Pessimism can show itself at first as negative self-talk or switch from a glass-half-full mentality to a glass-half-empty one. At your worst, this will go past how you feel about yourself and broaden to think that you can’t rely on others – to confidence problems with friends and family members.
It could sound like a slight aversion to socializing in the early stages (i.e., not wanting to go out to lunch; sometimes locking the door to keep people out). In the later stages, you can get upset while someone is talking to you, or you might come home early or quite late to prevent encounters with others.
Detachment is being disconnected from you or the environment. It may take the shape of the habits listed above, which results in emotional and physical withdrawal from your work and other obligations both emotionally and physically. You may sometimes call in sick, avoid answering telephone calls or come in late daily.

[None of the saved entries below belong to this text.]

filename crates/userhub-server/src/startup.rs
//! Server startup utilities.

use tracing::info;
use userhub_config::AppConfig;
use userhub_rest::{OPENAPI_JSON_PATH, SWAGGER_UI_PATH};

/// Prints the startup banner.
pub fn print_banner() {
    info!(
        r"
  _   _                 _           _
 | | | |___  ___ _ __  | |__  _   _| |__
 | | | / __|/ _ \ '__| | '_ \| | | | '_ \
 | |_| \__ \  __/ |    | | | | |_| | |_) |
  \___/|___/\___|_|    |_| |_|\__,_|_.__/
    "
    );
}

/// Prints where the server can be reached.
pub fn print_startup_info(config: &AppConfig) {
    let separator = "=".repeat(60);
    let base = format!("http://{}", config.server.addr());
    info!("{}", separator);
    info!("Service:     {}", config.app.name);
    info!("Environment: {}", config.app.environment);
    info!("REST API:    {}/users", base);
    info!("Health:      {}/health", base);
    info!("Readiness:   {}/ready", base);
    info!("API Docs:    {}{}", base, SWAGGER_UI_PATH);
    info!("OpenAPI:     {}{}", base, OPENAPI_JSON_PATH);
    if config.redis.enabled {
        info!("Cache:       redis://{}:{}", config.redis.host, config.redis.port);
    } else {
        info!("Cache:       in-process");
    }
    info!("{}", separator);
}

#[cfg(test)]
mod tests {
    use super::*;

    #[test]
    fn test_print_banner_does_not_panic() {
        let _ = tracing_subscriber::fmt::try_init();
        print_banner();
    }

    #[test]
    fn test_print_startup_info_does_not_panic() {
        let _ = tracing_subscriber::fmt::try_init();
        let mut config = AppConfig::default();
        print_startup_info(&config);

        config.redis.enabled = false;
        print_startup_info(&config);
    }
}
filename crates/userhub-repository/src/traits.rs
//! Repository trait definitions.

use async_trait::async_trait;
use userhub_core::{HubResult, NewUser, UserChanges, UserId, UserProfile};

/// User repository trait.
///
/// Every read returns [`UserProfile`], which has no password field; the hash
/// is write-only from the service's point of view.
#[async_trait]
pub trait UserRepository: Send + Sync {
    /// Finds a user by ID.
    async fn find_by_id(&self, id: UserId) -> HubResult<Option<UserProfile>>;

    /// Returns every user, oldest first.
    async fn find_all(&self) -> HubResult<Vec<UserProfile>>;

    /// Checks if an email is already registered.
    async fn exists_by_email(&self, email: &str) -> HubResult<bool>;

    /// Inserts a new user and returns the stored record.
    ///
    /// A duplicate email surfaces as `HubError::Conflict`.
    async fn insert(&self, user: &NewUser) -> HubResult<UserProfile>;

    /// Applies a partial update. Returns `None` if the user does not exist.
    async fn update(&self, id: UserId, changes: &UserChanges) -> HubResult<Option<UserProfile>>;

    /// Deletes a user by ID. Returns whether a row was removed.
    async fn delete(&self, id: UserId) -> HubResult<bool>;
}
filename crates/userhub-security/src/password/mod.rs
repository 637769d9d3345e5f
//! Password hashing.

mod hasher;

pub use hasher::*;
//! HTTP middleware.

mod logging;

pub use logging::*;
//! # Userhub Core
//!
//! Core types, traits, and error definitions for Userhub.
//! Every other crate in the workspace builds on the error taxonomy and the
//! domain types defined here.

pub mod domain;
pub mod error;
pub mod id;
pub mod result;
pub mod traits;
pub mod validation;

pub use domain::*;
pub use error::*;
pub use id::*;
pub use result::*;
pub use traits::*;
pub use validation::*;
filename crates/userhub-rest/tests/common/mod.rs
//! Shared helpers for router tests.

#![allow(dead_code)]

use async_trait::async_trait;
use axum::{
    body::Body,
    http::{Request, Response},
    Router,
};
use http_body_util::BodyExt;
use serde_json::Value;
use std::sync::Arc;
use tower::ServiceExt;
use userhub_config::ServerConfig;
use userhub_core::{
    HealthCheck, HealthStatus, HubError, HubResult, NewUser, UserChanges, UserId, UserProfile,
};
use userhub_repository::{InMemoryUserRepository, UserRepository};
use userhub_rest::{create_router, AppState};
use userhub_security::PasswordHasher;
use userhub_service::{
    CreateUserRequest, MemoryCache, MessageResponse, UpdateUserRequest, UserResponse, UserService,
    UserServiceImpl,
};

/// Router wired to in-memory store and cache.
pub fn app() -> Router {
    app_with_repository(Arc::new(InMemoryUserRepository::new()))
}

/// Router whose email pre-check always passes, so duplicates are only
/// caught by the store's unique constraint.
pub fn racy_app() -> Router {
    app_with_repository(Arc::new(RacyRepository(InMemoryUserRepository::new())))
}

fn app_with_repository(repository: Arc<dyn UserRepository>) -> Router {
    let cache = Arc::new(MemoryCache::new());
    let service = UserServiceImpl::new(
        repository,
        Arc::new(PasswordHasher::with_cost(1)),
        cache.clone(),
    );
    let state = AppState::new(Arc::new(service)).with_health_check(cache);
    create_router(state, &ServerConfig::default())
}

/// Router whose service and health checks fail with backend errors.
pub fn broken_app() -> Router {
    let state = AppState::new(Arc::new(BrokenUserService)).with_health_check(Arc::new(DownCheck));
    create_router(state, &ServerConfig::default())
}

/// Sends one request through a clone of the router.
pub async fn send(app: &Router, method: &str, uri: &str, body: Option<Value>) -> (u16, Value) {
    let builder = Request::builder().method(method).uri(uri);
    let request = match body {
        Some(json) => builder
            .header("content-type", "application/json")
            .body(Body::from(json.to_string()))
            .unwrap(),
        None => builder.body(Body::empty()).unwrap(),
    };

    let response = app.clone().oneshot(request).await.unwrap();
    read(response).await
}

/// Sends a raw body with a JSON content type.
pub async fn send_raw(app: &Router, method: &str, uri: &str, body: &str) -> (u16, Value) {
    let request = Request::builder()
        .method(method)
        .uri(uri)
        .header("content-type", "application/json")
        .body(Body::from(body.to_string()))
        .unwrap();

    let response = app.clone().oneshot(request).await.unwrap();
    read(response).await
}

async fn read(response: Response<Body>) -> (u16, Value) {
    let status = response.status().as_u16();
    let bytes = response.into_body().collect().await.unwrap().to_bytes();
    let value = if bytes.is_empty() {
        Value::Null
    } else {
        serde_json::from_slice(&bytes).unwrap_or(Value::Null)
    };
    (status, value)
}

/// Store where a concurrent writer always claims the email between the
/// service's check and its write.
struct RacyRepository(InMemoryUserRepository);

#[async_trait]
impl UserRepository for RacyRepository {
    async fn find_by_id(&self, id: UserId) -> HubResult<Option<UserProfile>> {
        self.0.find_by_id(id).await
    }

    async fn find_all(&self) -> HubResult<Vec<UserProfile>> {
        self.0.find_all().await
    }

    async fn exists_by_email(&self, _email: &str) -> HubResult<bool> {
        Ok(false)
    }

    async fn insert(&self, user: &NewUser) -> HubResult<UserProfile> {
        self.0.insert(user).await
    }

    async fn update(&self, id: UserId, changes: &UserChanges) -> HubResult<Option<UserProfile>> {
        self.0.update(id, changes).await
    }

    async fn delete(&self, id: UserId) -> HubResult<bool> {
        self.0.delete(id).await
    }
}

struct BrokenUserService;

fn backend_down() -> HubError {
    HubError::Database("Connection refused (os error 111) at 10.0.0.7:3306".to_string())
}

#[async_trait]
impl UserService for BrokenUserService {
    async fn create(&self, _request: CreateUserRequest) -> HubResult<UserResponse> {
        Err(backend_down())
    }

    async fn find_all(&self) -> HubResult<Vec<UserResponse>> {
        Err(backend_down())
    }

    async fn find_one(&self, _id: UserId) -> HubResult<Option<UserResponse>> {
        Err(HubError::cache("READONLY You can't write against a read only replica"))
    }

    async fn update(&self, _id: UserId, _request: UpdateUserRequest) -> HubResult<UserResponse> {
        Err(backend_down())
    }

    async fn remove(&self, _id: UserId) -> HubResult<MessageResponse> {
        Err(backend_down())
    }
}

struct DownCheck;

#[async_trait]
impl HealthCheck for DownCheck {
    fn name(&self) -> &str {
        "database"
    }

    async fn check(&self) -> HealthStatus {
        HealthStatus::Unhealthy("Connection refused".to_string())
    }
}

Signs of apathy and lack of optimism
This is similar to depression and pessimism. Such feelings can become immobilizing as the symptoms intensify. And you may sometimes feel like, “what’s the point?”
Irritability also stems from feeling inadequate, unimportant, pointless, and an increasing perception that you can’t perform anything as well or efficiently as you once did. This will conflict with personal and professional partnerships in the early stages. At its worst, blocks and jobs, and important relationships can be ruined.
Chronic fatigue, given long hours, keeps you from becoming as successful as you once were, sometimes contributing to unfinished tasks and a rising to-do list. As much as you try, it often appears you can’t get out of the pit.
If you don’t have all of these issues, that’s excellent! But do keep in mind these warning signals, knowing that burnout is an evil phenomenon that creeps up on you as you live your busy life.
If you notice any of these signs, take it as a wake-up call that you may consider yourself on a risky road. Take some time to honestly assess the amount of stress in your life and find ways to reduce it before it’s too late. Leadership fatigue isn’t like the flu; after a couple of weeks, burnout won’t just get better; it won’t go anywhere until you make a couple of adjustments in your life. And as challenging as that might be, it’s the best thing to do because making a few improvements now will keep you in the fight with plenty of resources to carry you to the finish line!